But as Hegglund had explained to Ratterer and Higby since
it was being used without the owner’s consent, they must
meet rather far out—the men in one of the quiet streets
near Seventeenth and West Prospect, from which point
they could proceed to a meeting place more convenient for
the girls, namely, Twentieth and Washington. From thence
they would speed via the west Parkway and the Hannibal
Bridge north and east to Harlem, North Kansas City,
Minaville and so through Liberty and Moseby to Excelsior
Springs. Their chief objective there was a little inn—the
Wigwam—a mile or two this side of Excelsior which was
open the year around. It was really a combination of
restaurant and dancing parlor and hotel. A Victrola and
Wurlitzer player-piano furnished the necessary music. Such
groups as this were not infrequent, and Hegglund as well as
Higby, who had been there on several occasions, described
it as dandy. The food was good and the road to it excellent.

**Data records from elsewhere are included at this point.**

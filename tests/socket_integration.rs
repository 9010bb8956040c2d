mod common;

use std::path::Path;

use common::{Reply, TestHost, flag_of, spawn_peer, values_of, write_variables};
use cosim_bridge::config::CosimConfig;
use cosim_bridge::error::{CosimError, SocketError};
use cosim_bridge::host::HostPhase;
use cosim_bridge::socket::codec;
use cosim_bridge::stepper::{CoSimulationContext, StepperState};

const ZONE_TEMP: &str = "Zone Mean Air Temperature";
const OUTDOOR_TEMP: &str = "Site Outdoor Air Drybulb Temperature";

fn socket_config(mode: &str, socket_cfg: &Path, variables_cfg: &Path) -> CosimConfig {
    let toml = format!(
        r#"
[interface]
modes = ["{mode}"]
socket_config = '{}'
variables_config = '{}'
trace_exchanges = true
"#,
        socket_cfg.display(),
        variables_cfg.display()
    );
    CosimConfig::from_toml_str(&toml).expect("valid config")
}

fn host() -> TestHost {
    let mut host = TestHost::new(HostPhase::RunPeriod, 1.0 / 6.0);
    host.table.add_output("ZONE 1", ZONE_TEMP, 21.0);
    host.table.add_output("Environment", OUTDOOR_TEMP, 5.0);
    host.table.add_schedule("TSetHea", 20.0);
    host.table.add_rule_variable("yValve", 0.0, true);
    host
}

fn context(config: CosimConfig) -> CoSimulationContext {
    CoSimulationContext::new(config, common::MockProvider::new(&[], &[]).boxed()).expect("context")
}

fn data_lines(log: &[String]) -> Vec<&String> {
    log.iter().filter(|l| flag_of(l) == Some(0)).collect()
}

#[test]
fn values_travel_in_declaration_order() {
    let dir = tempfile::tempdir().expect("tempdir");
    let (cfg, peer) = spawn_peer(dir.path(), |n, _| {
        Reply::Values(vec![10.0 + n as f64, 0.5 * n as f64])
    });
    let vars = write_variables(
        dir.path(),
        &[("ZONE 1", ZONE_TEMP), ("Environment", OUTDOOR_TEMP)],
        &[("schedule", "TSetHea"), ("actuator", "yValve")],
    );
    let mut ctx = context(socket_config("socket-master", &cfg, &vars));
    let mut host = host();

    ctx.exchange(&mut host).expect("first exchange");
    assert_eq!(host.table.schedule_named("TSetHea"), Some(11.0));
    assert_eq!(host.table.rule_named("yValve"), Some(0.5));

    host.elapsed = 600.0;
    ctx.exchange(&mut host).expect("second exchange");
    assert_eq!(host.table.schedule_named("TSetHea"), Some(12.0));
    assert_eq!(host.table.rule_named("yValve"), Some(1.0));
    assert_eq!(host.refreshes, 2);
    assert_eq!(ctx.records().len(), 8);

    ctx.finish().expect("finish");
    assert_eq!(ctx.state(), StepperState::Terminated);
    drop(ctx);

    let log = peer.join().expect("peer thread");
    assert_eq!(log.len(), 3);
    assert_eq!(values_of(&log[0]), vec![21.0, 5.0]);
    let first = codec::decode(&log[0]).expect("decodes");
    let second = codec::decode(&log[1]).expect("decodes");
    assert_eq!(first.time, 0.0);
    assert_eq!(second.time, 600.0);
    assert_eq!(flag_of(&log[2]), Some(1));
}

#[test]
fn transport_failure_stops_exchanges_and_reports_while_running() {
    let dir = tempfile::tempdir().expect("tempdir");
    let (cfg, peer) = spawn_peer(dir.path(), |n, _| match n {
        3 => Reply::Raw("7 0 1 0 0 0.0 1.0\n".to_string()),
        _ => Reply::Values(vec![n as f64]),
    });
    let vars = write_variables(dir.path(), &[("ZONE 1", ZONE_TEMP)], &[("schedule", "TSetHea")]);
    let mut ctx = context(socket_config("socket-master", &cfg, &vars));
    let mut host = host();

    for tick in 1..=10 {
        let result = ctx.exchange(&mut host);
        match tick {
            1 | 2 => assert!(result.is_ok(), "tick {tick}: {result:?}"),
            3 => assert!(matches!(
                result,
                Err(CosimError::Exchange {
                    source: SocketError::Version { found: 7, .. },
                    ..
                })
            )),
            _ => assert!(matches!(result, Err(CosimError::Stopped))),
        }
        host.elapsed += 600.0;
    }
    assert_eq!(ctx.state(), StepperState::FatalStop);
    assert_eq!(host.table.schedule_named("TSetHea"), Some(2.0));
    drop(ctx);

    let log = peer.join().expect("peer thread");
    assert_eq!(data_lines(&log).len(), 3);
    assert_eq!(log.last().and_then(|l| flag_of(l)), Some(-20));
}

#[test]
fn peer_end_flag_freezes_host_values() {
    let dir = tempfile::tempdir().expect("tempdir");
    let (cfg, peer) = spawn_peer(dir.path(), |n, _| match n {
        1 => Reply::Values(vec![7.0]),
        _ => Reply::Flag(1),
    });
    let vars = write_variables(dir.path(), &[("ZONE 1", ZONE_TEMP)], &[("schedule", "TSetHea")]);
    let mut ctx = context(socket_config("socket-master", &cfg, &vars));
    let mut host = host();

    for _ in 0..5 {
        ctx.exchange(&mut host).expect("exchange never fails after the peer ends");
        host.elapsed += 600.0;
    }
    assert!(ctx.peer_finished());
    assert_eq!(host.table.schedule_named("TSetHea"), Some(7.0));
    assert_eq!(ctx.ticks(), 5);

    ctx.finish().expect("finish");
    drop(ctx);
    let log = peer.join().expect("peer thread");
    assert_eq!(data_lines(&log).len(), 2);
    assert_eq!(log.last().and_then(|l| flag_of(l)), Some(1));
}

#[test]
fn export_mode_exchanges_only_in_run_period() {
    let dir = tempfile::tempdir().expect("tempdir");
    let (cfg, peer) = spawn_peer(dir.path(), |_, msg| Reply::Values(vec![msg.values[0] - 1.0]));
    let vars = write_variables(dir.path(), &[("ZONE 1", ZONE_TEMP)], &[("variable", "yValve")]);
    let mut ctx = context(socket_config("package-export", &cfg, &vars));
    let mut host = host();

    host.phase = HostPhase::Warmup;
    for _ in 0..3 {
        ctx.exchange(&mut host).expect("warm-up tick");
    }
    assert_eq!(ctx.state(), StepperState::Configured);

    host.phase = HostPhase::RunPeriod;
    host.elapsed = 3600.0;
    ctx.exchange(&mut host).expect("first run-period exchange");
    assert_eq!(host.table.rule_named("yValve"), Some(20.0));
    host.elapsed = 4200.0;
    ctx.exchange(&mut host).expect("second exchange");

    ctx.finish().expect("finish");
    drop(ctx);
    let log = peer.join().expect("peer thread");
    let data = data_lines(&log);
    assert_eq!(data.len(), 2);
    assert_eq!(codec::decode(data[0]).map(|m| m.time).ok(), Some(0.0));
    assert_eq!(codec::decode(data[1]).map(|m| m.time).ok(), Some(4200.0));
}

#[test]
fn wrong_value_count_is_fatal() {
    let dir = tempfile::tempdir().expect("tempdir");
    let (cfg, peer) = spawn_peer(dir.path(), |_, _| Reply::Values(vec![1.0, 2.0]));
    let vars = write_variables(dir.path(), &[("ZONE 1", ZONE_TEMP)], &[("schedule", "TSetHea")]);
    let mut ctx = context(socket_config("socket-master", &cfg, &vars));
    let mut host = host();

    let err = ctx.exchange(&mut host).expect_err("mismatch");
    assert!(matches!(
        err,
        CosimError::LengthMismatch {
            received: 2,
            expected: 1
        }
    ));
    assert_eq!(host.table.schedule_named("TSetHea"), Some(20.0));
    drop(ctx);
    let log = peer.join().expect("peer thread");
    assert_eq!(log.last().and_then(|l| flag_of(l)), Some(-20));
}

#[test]
fn missing_connection_descriptor_is_reported() {
    let dir = tempfile::tempdir().expect("tempdir");
    let cfg = dir.path().join("socket.cfg");
    let vars = write_variables(dir.path(), &[("ZONE 1", ZONE_TEMP)], &[("schedule", "TSetHea")]);
    let mut ctx = context(socket_config("socket-master", &cfg, &vars));
    let mut host = host();

    let err = ctx.exchange(&mut host).expect_err("no descriptor");
    assert!(matches!(
        err,
        CosimError::Socket(SocketError::DescriptorNotFound(ref p)) if *p == cfg
    ));
    assert_eq!(ctx.state(), StepperState::FatalStop);
}

#[test]
fn ordinary_rule_variable_cannot_be_written() {
    let dir = tempfile::tempdir().expect("tempdir");
    let (cfg, peer) = spawn_peer(dir.path(), |_, _| Reply::Values(vec![1.0]));
    let vars = write_variables(dir.path(), &[("ZONE 1", ZONE_TEMP)], &[("variable", "cycles")]);
    let mut ctx = context(socket_config("socket-master", &cfg, &vars));
    let mut host = host();
    host.table.add_rule_variable("cycles", 0.0, false);

    let err = ctx.exchange(&mut host).expect_err("not writable");
    match err {
        CosimError::Config(errors) => {
            assert!(errors.iter().any(|e| e.message.contains("externally writable")));
        }
        other => panic!("unexpected error: {other}"),
    }
    drop(ctx);
    let log = peer.join().expect("peer thread");
    assert_eq!(log.len(), 1);
    assert_eq!(flag_of(&log[0]), Some(-10));
}
//! External model packages, their instances, and lifecycle over all of them.
//!
//! Every lifecycle operation exists per instance on [`ModelInstance`] and as
//! an `_all` variant here that walks packages and instances in declaration
//! order and attaches package/instance context to any failure.

pub mod binding;
pub mod instance;

use std::path::{Path, PathBuf};

use crate::config::{ConfigError, CosimConfig, PackageConfig, same_name};
use crate::error::{CosimError, CosimResult};
use crate::fmi::{Causality, SlaveProvider};
use crate::host::HostModel;
use crate::resolver::{BindingKind, ResolutionLog, resolve_output, resolve_target};
use crate::snapshot::Snapshot;

pub use binding::{InputBinding, OutputBinding};
pub use instance::ModelInstance;

/// Immutable settings of a declared package.
#[derive(Debug, Clone, PartialEq)]
pub struct PackageSettings {
    /// Name used by bindings (the declared file path).
    pub name: String,
    pub file: PathBuf,
    /// File name without directories or extension.
    pub stem: String,
    pub timeout_ms: f64,
    pub visible: bool,
    pub interactive: bool,
    pub logging_on: bool,
}

impl From<&PackageConfig> for PackageSettings {
    fn from(cfg: &PackageConfig) -> Self {
        Self {
            name: cfg.name(),
            file: cfg.file.clone(),
            stem: cfg.stem(),
            timeout_ms: cfg.timeout_ms,
            visible: cfg.visible,
            interactive: cfg.interactive,
            logging_on: cfg.logging_on,
        }
    }
}

/// One declared external model package and its instances.
#[derive(Debug)]
pub struct ExternalModelPackage {
    pub settings: PackageSettings,
    pub instances: Vec<ModelInstance>,
}

/// All packages of a run.
#[derive(Debug)]
pub struct InstanceRegistry {
    working_root: PathBuf,
    packages: Vec<ExternalModelPackage>,
}

impl InstanceRegistry {
    /// Creates an empty registry whose instances work under `working_root`.
    pub fn new(working_root: &Path) -> Self {
        Self {
            working_root: working_root.to_path_buf(),
            packages: Vec::new(),
        }
    }

    /// Declares every package and every instance a configuration references.
    ///
    /// # Errors
    ///
    /// Returns every declaration problem found: unknown packages, instance
    /// names shared between packages, and packages without instances.
    pub fn from_config(config: &CosimConfig) -> Result<Self, Vec<ConfigError>> {
        let mut registry = Self::new(&config.interface.working_root);
        for pkg in &config.packages {
            registry.add_package(pkg.into());
        }

        let mut errors = Vec::new();
        let referenced = config
            .from_variable
            .iter()
            .map(|b| (b.package.as_str(), b.instance.as_str()))
            .chain(
                config
                    .to_bindings()
                    .map(|(_, b)| (b.package.as_str(), b.instance.as_str())),
            );
        for (package, instance) in referenced {
            if let Err(e) = registry.declare(package, instance) {
                errors.push(e);
            }
        }
        for pkg in registry.packages.iter().filter(|p| p.instances.is_empty()) {
            errors.push(ConfigError::new(
                "package",
                format!(
                    "package \"{}\" does not have any instances; declare at least one binding \
                     naming an instance of it",
                    pkg.settings.name
                ),
            ));
        }
        if errors.is_empty() {
            Ok(registry)
        } else {
            Err(errors)
        }
    }

    /// Adds a package with no instances.
    pub fn add_package(&mut self, settings: PackageSettings) {
        self.packages.push(ExternalModelPackage {
            settings,
            instances: Vec::new(),
        });
    }

    /// Registers `instance` under `package`; re-declaring is a no-op.
    ///
    /// # Errors
    ///
    /// Fails if the package is unknown or the instance name is already used
    /// by another package.
    pub fn declare(&mut self, package: &str, instance: &str) -> Result<(), ConfigError> {
        if let Some(other) = self.packages.iter().find(|p| {
            !same_name(&p.settings.name, package)
                && p.instances.iter().any(|i| same_name(i.name(), instance))
        }) {
            return Err(ConfigError::new(
                "instance",
                format!(
                    "instance \"{instance}\" is declared for package \"{}\" and package \
                     \"{package}\"",
                    other.settings.name
                ),
            ));
        }
        let root = &self.working_root;
        let pkg = self
            .packages
            .iter_mut()
            .find(|p| same_name(&p.settings.name, package))
            .ok_or_else(|| {
                ConfigError::new("package", format!("unknown package \"{package}\""))
            })?;
        if !pkg.instances.iter().any(|i| same_name(i.name(), instance)) {
            let dir = root.join(format!("{}_{instance}", pkg.settings.stem));
            pkg.instances.push(ModelInstance::new(instance, dir));
        }
        Ok(())
    }

    pub fn packages(&self) -> &[ExternalModelPackage] {
        &self.packages
    }

    /// Every instance with its package settings, in declaration order.
    pub fn instances(&self) -> impl Iterator<Item = (&PackageSettings, &ModelInstance)> {
        self.packages
            .iter()
            .flat_map(|p| p.instances.iter().map(move |i| (&p.settings, i)))
    }

    fn instances_mut(&mut self) -> impl Iterator<Item = (&PackageSettings, &mut ModelInstance)> {
        self.packages.iter_mut().flat_map(|p| {
            let settings = &p.settings;
            p.instances.iter_mut().map(move |i| (settings, i))
        })
    }

    /// Total number of instances.
    pub fn instance_count(&self) -> usize {
        self.packages.iter().map(|p| p.instances.len()).sum()
    }

    /// Finds an instance by package and instance name.
    pub fn find(&self, package: &str, instance: &str) -> Option<&ModelInstance> {
        self.instances()
            .find(|(p, i)| same_name(&p.name, package) && same_name(i.name(), instance))
            .map(|(_, i)| i)
    }

    pub fn find_mut(&mut self, package: &str, instance: &str) -> Option<&mut ModelInstance> {
        self.instances_mut()
            .find(|(p, i)| same_name(&p.name, package) && same_name(i.name(), instance))
            .map(|(_, i)| i)
    }

    /// Unpacks and loads every instance, then checks its interface version.
    ///
    /// # Errors
    ///
    /// The first extraction, loading or version failure.
    pub fn unpack_all(&mut self, provider: &dyn SlaveProvider) -> CosimResult<()> {
        for (settings, inst) in self.instances_mut() {
            log::info!(
                "unpacking \"{}\" into \"{}\"",
                settings.file.display(),
                inst.working_dir().display()
            );
            inst.unpack(provider, &settings.file)
                .map_err(|e| CosimError::slave(&settings.name, inst.name(), e))?;
            let version = inst
                .resolve_version()
                .map_err(|e| CosimError::slave(&settings.name, inst.name(), e))?;
            log::debug!("instance \"{}\" uses interface {version}", inst.name());
        }
        Ok(())
    }

    /// Resolves every binding against the loaded artifacts and the host.
    ///
    /// Failures are recorded in `log` so all of them surface together.
    pub fn bind(&mut self, config: &CosimConfig, host: &dyn HostModel, log: &mut ResolutionLog) {
        for (settings, inst) in self.instances_mut() {
            let Some(slave) = inst.slave() else { continue };
            let owns = |package: &str, instance: &str| {
                same_name(package, &settings.name) && same_name(instance, inst.name())
            };
            let context = format!("instance \"{}\" of package \"{}\"", inst.name(), settings.name);

            let mut inputs = Vec::new();
            for b in config.from_variable.iter().filter(|b| owns(&b.package, &b.instance)) {
                let vr = log.record(
                    &context,
                    slave.value_reference(&b.external_name, Causality::Input),
                );
                let output = log.record(&context, resolve_output(host, &b.key, &b.name));
                if let (Some(value_reference), Some(output)) = (vr, output) {
                    inputs.push(InputBinding {
                        key: b.key.clone(),
                        name: b.name.clone(),
                        external_name: b.external_name.clone(),
                        output,
                        value_reference,
                        value: host.output_value(output),
                    });
                }
            }

            let mut outputs = Vec::new();
            let sections = [
                (BindingKind::Schedule, &config.to_schedule),
                (BindingKind::FreeVariable, &config.to_variable),
                (BindingKind::Actuator, &config.to_actuator),
            ];
            for (kind, bindings) in sections {
                for b in bindings.iter().filter(|b| owns(&b.package, &b.instance)) {
                    let vr = log.record(
                        &context,
                        slave.value_reference(&b.external_name, Causality::Output),
                    );
                    let target = log.record(&context, resolve_target(host, kind, &b.host_name));
                    if let (Some(value_reference), Some(target)) = (vr, target) {
                        outputs.push(OutputBinding {
                            external_name: b.external_name.clone(),
                            host_name: b.host_name.clone(),
                            target,
                            value_reference,
                            value: b.initial_value.unwrap_or_default(),
                        });
                    }
                }
            }

            let (artifact_inputs, artifact_outputs) = slave.variable_counts();
            if artifact_inputs != inputs.len() {
                log::warn!(
                    "{context}: the artifact declares {artifact_inputs} input(s) but {} are \
                     bound; only the bound inputs are set",
                    inputs.len()
                );
            }
            if artifact_outputs != outputs.len() {
                log::warn!(
                    "{context}: the artifact declares {artifact_outputs} output(s) but {} are \
                     bound; only the bound outputs are read",
                    outputs.len()
                );
            }
            log::info!(
                "{context}: {} input(s), {} output(s)",
                inputs.len(),
                outputs.len()
            );
            inst.inputs = inputs;
            inst.outputs = outputs;
        }
    }

    /// Acquires a handle for every instance.
    pub fn instantiate_all(&mut self) -> CosimResult<()> {
        for (settings, inst) in self.instances_mut() {
            inst.instantiate(settings)
                .map_err(|e| CosimError::slave(&settings.name, inst.name(), e))?;
        }
        Ok(())
    }

    /// Initialises every instance for the epoch `[t_start, t_stop]`.
    pub fn initialize_all(&mut self, t_start: f64, t_stop: f64) -> CosimResult<()> {
        for (settings, inst) in self.instances_mut() {
            inst.initialize(t_start, t_stop)
                .map_err(|e| CosimError::slave(&settings.name, inst.name(), e))?;
        }
        Ok(())
    }

    /// Runs one exchange on every instance, then refreshes host rules if needed.
    ///
    /// With a snapshot, outputs are replayed from it instead of being read.
    pub fn exchange_all(
        &mut self,
        host: &mut dyn HostModel,
        t: f64,
        h: f64,
        replay: Option<&Snapshot>,
    ) -> CosimResult<()> {
        let mut wrote_rules = false;
        for (index, (settings, inst)) in self.instances_mut().enumerate() {
            let stored = replay.and_then(|s| s.get(index));
            wrote_rules |= inst
                .exchange(host, t, h, stored)
                .map_err(|e| CosimError::slave(&settings.name, inst.name(), e))?;
        }
        if wrote_rules {
            host.refresh_rules();
        }
        Ok(())
    }

    /// Pushes the snapshot's input values into every freshly initialised instance.
    pub fn replay_inputs_all(&mut self, snapshot: &Snapshot) -> CosimResult<()> {
        for (index, (settings, inst)) in self.instances_mut().enumerate() {
            let Some(values) = snapshot.get(index) else { continue };
            inst.replay_inputs(values)
                .map_err(|e| CosimError::slave(&settings.name, inst.name(), e))?;
        }
        Ok(())
    }

    /// Releases every handle.
    pub fn free_all(&mut self, end_of_simulation: bool) -> CosimResult<()> {
        for (settings, inst) in self.instances_mut() {
            inst.free(end_of_simulation)
                .map_err(|e| CosimError::slave(&settings.name, inst.name(), e))?;
        }
        Ok(())
    }

    /// Drops every binding and loaded artifact.
    pub fn clear(&mut self) {
        self.packages.clear();
    }
}

#[cfg(test)]
mod tests {
    use super::*;

    fn config() -> CosimConfig {
        CosimConfig::from_toml_str(
            r#"
[interface]
modes = ["package-import"]
working_root = "work"

[[package]]
file = "models/room.fmu"

[[package]]
file = "models/plant.fmu"

[[from_variable]]
key = "ZONE 1"
name = "Zone Mean Air Temperature"
package = "models/room.fmu"
instance = "a"
external_name = "TRoo"

[[from_variable]]
key = "ZONE 2"
name = "Zone Mean Air Temperature"
package = "models/room.fmu"
instance = "b"
external_name = "TRoo"

[[to_actuator]]
host_name = "yValve"
package = "models/plant.fmu"
instance = "p"
external_name = "y"
"#,
        )
        .expect("parse")
    }

    #[test]
    fn instances_get_distinct_working_dirs() {
        let reg = InstanceRegistry::from_config(&config()).expect("declarations valid");
        assert_eq!(reg.instance_count(), 3);
        let dirs: Vec<_> = reg.instances().map(|(_, i)| i.working_dir().to_path_buf()).collect();
        assert_eq!(
            dirs,
            vec![
                PathBuf::from("work/room_a"),
                PathBuf::from("work/room_b"),
                PathBuf::from("work/plant_p"),
            ]
        );
        assert!(reg.find("MODELS/ROOM.FMU", "B").is_some());
    }

    #[test]
    fn declare_is_idempotent() {
        let mut reg = InstanceRegistry::from_config(&config()).expect("valid");
        reg.declare("models/room.fmu", "A").expect("same package");
        assert_eq!(reg.instance_count(), 3);
    }

    #[test]
    fn instance_reused_across_packages_rejected() {
        let mut reg = InstanceRegistry::from_config(&config()).expect("valid");
        let err = reg.declare("models/plant.fmu", "a");
        assert!(err.is_err_and(|e| e.field == "instance"));
    }

    #[test]
    fn unknown_package_and_empty_package_reported() {
        let mut cfg = config();
        cfg.to_actuator[0].package = "models/absent.fmu".into();
        let errors = InstanceRegistry::from_config(&cfg).expect_err("invalid");
        assert!(errors.iter().any(|e| e.message.contains("unknown package")));
        assert!(errors.iter().any(|e| e.message.contains("does not have any instances")));
    }
}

There was a little river just below it where in the summer
time at least there was rowing and fishing. In winter some
people skated when there was ice. To be sure, at this time
—January—the road was heavily packed with snow, but
easy to get over, and the scenery fine. There was a little
lake, not so far from Excelsior, at this time of year also
frozen over, and according to Hegglund, who was always
unduly imaginative and high-spirited, they might go there
and skate.
“Will you listen to who’s talkin’ about skatin’ on a trip like
this?” commented Ratterer, rather cynically, for to his way
of thinking this was no occasion for any such side athletics,
but for love-making exclusively.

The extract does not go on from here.